Requirements
The Extension must be installed both on an ActiveGate and on the Dynatrace Cluster. See Deploy an extension in our full documentation for more details.
- The alertmanager host must access the Activegate on the port you chose to run the listener on
1. Install the Extension on an Environment ActiveGate
Extract the extension zip file to the plugin_deployment
folder at the root of the remote plugin module.
Linux:
- A default installation can be done with the following command:
unzip -o -d /opt/dynatrace/remotepluginmodule/plugin_deployment custom.remote.python.dynatrace_alertmanager_receiver.zip
- Adjust the path if the Activegate was installed somewhere other than
/opt/dynatrace
Windows:
- Unzip the Extension to:
%PROGRAMFILES%\dynatrace\remotepluginmodule\plugin_deployment
- Adjust the path if the Activegate was installed somewhere other than
%PROGRAMFILES%\dynatrace
2. Upload the Extension to the Dynatrace Cluster via UI in the browser
Upload the same extension zip file to your tenant. The Extension configuration and upload UI is located at:
Settings > Monitored technologies > Custom extensions > Upload extension
Testing the webhook
The webhook can be tested locally with a curl command, like so:
curl -i 'http://localhost:9393/webhook' \
-d '{
"receiver":"dynatrace-receiver",
"status":"firing",
"alerts":[
{
"status":"firing",
"labels":{
"alertname":"TargetDown",
"job":"kubelet",
"namespace":"kube-system",
"prometheus":"kubelet",
"service":"kubelet",
"severity":"warning"
},
"annotations":{
"message":"11.11% of the kubelet/kubelet targets in kube-system"
},
"startsAt":"2021-03-19T01:35:45.72Z",
"endsAt":"0001-01-01T00:00:00Z",
"generatorURL":"http://openshift.com",
"fingerprint":"e425bb91067b6c9e"
}
],
"groupKey":"{}:{\"alertname\": \"Test Alert\", \"cluster\": \"Cluster 02\", \"service\": \"Service 01\"}",
"groupLabels":{
"alertname":"Test Alert",
"cluster":"Cluster 02",
"service":"Service 02"
},
"commonLabels":{
"alertname":"Test Alert",
"cluster":"Cluster 02",
"service":"Service 02"
},
"commonAnnotations":{
"annotation_01":"annotation 01",
"annotation_02":"annotation 03"
},
"externalURL":"http://8598cebf58a1:9093"
}'
Details
Details
A binary called dynatrace-receiver will always run on the Activegate machine, listening on the port that was configured on the extension settings.
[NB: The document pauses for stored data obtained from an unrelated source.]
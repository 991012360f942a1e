//! Tick-loop integration.
//!
//! [`Engine`] owns the scene graph, the cooperative scheduler and the
//! playback state, and turns clock ticks plus input-collaborator
//! commands into transform updates and draw calls. There is no ambient
//! singleton: the animation clock arrives as an argument each tick.

use std::path::Path;
use std::sync::Arc;

use glam::Mat4;

use crate::bvh::{self, MotionClip};
use crate::errors::Result;
use crate::playback::Playback;
use crate::scene::{
    primitives, DrawCall, Drawable, Node, NodeKey, RenderBackend, RenderMode, Scene, Skeleton,
    Visual,
};
use crate::sched::{Scheduler, Task};

pub struct Engine {
    pub scene: Scene,
    scheduler: Scheduler,
    playback: Playback,
    skeleton: Option<Skeleton>,
    skeleton_root: Option<NodeKey>,
    render_mode: RenderMode,
    /// Fixed updates per second; adopted from the clip on load.
    tick_rate: f32,
    last_fixed_tick: f32,
    clock: f32,
}

impl Engine {
    pub const DEFAULT_TICK_RATE: f32 = 60.0;

    #[must_use]
    pub fn new() -> Self {
        let mut scene = Scene::new();
        scene.add_node(Node::with_visual(
            "grid",
            Visual::LineSet(Arc::new(primitives::grid(10.0, 1.0))),
        ));
        scene.add_node(Node::with_visual(
            "axes",
            Visual::LineSet(Arc::new(primitives::axes(10.0))),
        ));

        Self {
            scene,
            scheduler: Scheduler::new(),
            playback: Playback::new(),
            skeleton: None,
            skeleton_root: None,
            render_mode: RenderMode::default(),
            tick_rate: Self::DEFAULT_TICK_RATE,
            last_fixed_tick: 0.0,
            clock: 0.0,
        }
    }

    // ========================================================================
    // Tick loop
    // ========================================================================

    /// Advances the engine to animation-clock time `now` (seconds).
    ///
    /// Runs, strictly in order: the fixed-rate update (playback frame
    /// advance, skeletal pose application, physics integration) when the
    /// accumulated time allows it, then the world-matrix propagation pass
    /// for the whole graph, then the scheduler. The frame advance happens
    /// before propagation so joints carry the new frame's channel data
    /// into this tick's pass, and draw calls built after `tick` never
    /// observe a partially propagated hierarchy.
    pub fn tick(&mut self, now: f32) {
        self.clock = now;

        if now - self.last_fixed_tick >= 1.0 / self.tick_rate {
            self.last_fixed_tick = now;
            self.fixed_update();
        }

        self.scene.update_world_matrices();
        self.scheduler.tick(&mut self.scene, now);
    }

    fn fixed_update(&mut self) {
        if self.playback.is_playing() {
            self.playback.advance();
            if let Some(skeleton) = &self.skeleton {
                skeleton.apply_frame(&mut self.scene, self.playback.current_frame());
            }
        }
        self.scene.integrate_physics(1.0 / self.tick_rate);
    }

    /// Draw pass: emits one draw call per visible node. Bone visuals
    /// follow the active render mode (line skeleton or oriented boxes).
    pub fn render<R: RenderBackend>(&self, backend: &mut R) {
        for (_key, node) in &self.scene.nodes {
            if !node.visible {
                continue;
            }
            let call = match (&node.visual, self.render_mode) {
                (Visual::None, _) => continue,
                (Visual::LineSet(lines), _)
                | (Visual::Bone { segments: lines, .. }, RenderMode::Lines) => DrawCall {
                    model: node.transform.world_matrix_as_mat4(),
                    drawable: Drawable::Lines(Arc::clone(lines)),
                },
                (Visual::Bone { fit, .. }, RenderMode::Boxes) => DrawCall {
                    model: Mat4::from(*node.world_matrix() * fit.fit_matrix()),
                    drawable: Drawable::Box,
                },
            };
            backend.draw(call);
        }
    }

    // ========================================================================
    // Input-collaborator commands
    // ========================================================================

    /// Parses a motion file and replaces the current clip.
    ///
    /// Synchronous; blocks the tick it happens in, acceptable for a rare
    /// user-triggered operation. On failure the previous clip and scene
    /// state are left fully intact. On success the old skeleton subtree
    /// is torn down immediately, playback resets to stopped at frame 0,
    /// and the fixed tick rate is adopted from the clip's frame time.
    pub fn load_clip(&mut self, path: impl AsRef<Path>) -> Result<()> {
        let clip = bvh::parse_file(path)?;
        self.install_clip(clip);
        Ok(())
    }

    /// [`Engine::load_clip`] for in-memory motion text.
    pub fn load_clip_str(&mut self, text: &str) -> Result<()> {
        let clip = bvh::parse_str(text)?;
        self.install_clip(clip);
        Ok(())
    }

    fn install_clip(&mut self, clip: MotionClip) {
        if let Some(old_root) = self.skeleton_root.take() {
            self.scene.remove_node(old_root);
        }

        let frame_count = clip.frame_count;
        let frame_time = clip.frame_time;

        let mut skeleton = Skeleton::from_clip(clip);
        self.skeleton_root = skeleton.instantiate(&mut self.scene);
        self.skeleton = Some(skeleton);

        self.playback.set_clip(frame_count);
        if frame_time > 0.0 {
            self.tick_rate = 1.0 / frame_time;
        }
    }

    /// Starts playback; fails when no clip is loaded.
    pub fn play(&mut self) -> Result<()> {
        self.playback.play()
    }

    /// Stops playback, resetting to frame 0. The pose freezes where it
    /// is until the next play.
    pub fn stop(&mut self) {
        self.playback.stop();
    }

    pub fn toggle_play(&mut self) -> Result<()> {
        if self.playback.is_playing() {
            self.stop();
            Ok(())
        } else {
            self.play()
        }
    }

    pub fn set_render_mode(&mut self, mode: RenderMode) {
        self.render_mode = mode;
    }

    /// Hands a task to the cooperative scheduler.
    pub fn spawn(&mut self, task: Box<dyn Task>) {
        self.scheduler.start(task);
    }

    /// Indented joint tree of the loaded clip, if any.
    #[must_use]
    pub fn hierarchy_report(&self) -> Option<String> {
        self.skeleton.as_ref().map(|s| s.clip().hierarchy_report())
    }

    // ========================================================================
    // Accessors
    // ========================================================================

    #[inline]
    #[must_use]
    pub fn playback(&self) -> &Playback {
        &self.playback
    }

    #[inline]
    #[must_use]
    pub fn skeleton(&self) -> Option<&Skeleton> {
        self.skeleton.as_ref()
    }

    #[inline]
    #[must_use]
    pub fn skeleton_root(&self) -> Option<NodeKey> {
        self.skeleton_root
    }

    #[inline]
    #[must_use]
    pub fn render_mode(&self) -> RenderMode {
        self.render_mode
    }

    #[inline]
    #[must_use]
    pub fn tick_rate(&self) -> f32 {
        self.tick_rate
    }

    #[inline]
    #[must_use]
    pub fn clock(&self) -> f32 {
        self.clock
    }

    #[inline]
    #[must_use]
    pub fn scheduled_tasks(&self) -> usize {
        self.scheduler.len()
    }
}

impl Default for Engine {
    fn default() -> Self {
        Self::new()
    }
}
This binary is responsible for a couple tasks:
- Listening for POST requests from the Alertmanager
- Periodically retrieve Problem IDs from Dynatrace and correlate those IDs with events sent
- Periodically resend events to Dynatrace, to keep problems opened
- Periodically delete stale events (events that have been opened for more than 5 days)
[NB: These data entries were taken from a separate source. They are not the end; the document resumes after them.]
//! Marrow — a skeletal motion-capture playback engine.
//!
//! Parses hierarchical motion-capture text (BVH), reconstructs the joint
//! hierarchy as a scene graph, and plays the per-frame channel data back
//! through a fixed-rate tick loop with a cooperative task scheduler.
//! Rendering, windowing and input stay outside: the core consumes clock
//! values and commands, and produces transform matrices and drawable
//! descriptors.

pub mod bvh;
pub mod engine;
pub mod errors;
pub mod playback;
pub mod scene;
pub mod sched;

pub use bvh::{Channel, JointData, MotionClip};
pub use engine::Engine;
pub use errors::{MarrowError, Result};
pub use playback::Playback;
pub use scene::{
    BoxFit, DrawCall, Drawable, Node, NodeKey, RenderBackend, RenderMode, Scene, Skeleton,
    Transform, Visual,
};
pub use sched::{DropIn, Scheduler, Step, Task, Wait};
- Maintain a in disk cache of Problems (and alerts) and Custom Devices
- These caches are thread safe
For task number 1, there are several details involved when a new request arrives
- Parse the request to attempt construct a Custom Device Name
- If this cannot be done, a default Custom Device Name will be used
- Calculate the Custom Device ID from the Custom Device Name, check if this Custom Device ID already exists locally in a cache
- This is done without calling the Dynatrace API
- If the Custom Device ID does not exist on the cache, use the Dynatrace API to create the Custom Device ID
- Calculate a hash of the GroupKey of the request
- This will later be used to correlate opened problems with events
- Determine if this event opens a problem or not, based on the severity label
- Send the event to Dynatrace, store it locally on a Problem cache
- Determine if this event closes a problem, based on the Status field (firing or resolved)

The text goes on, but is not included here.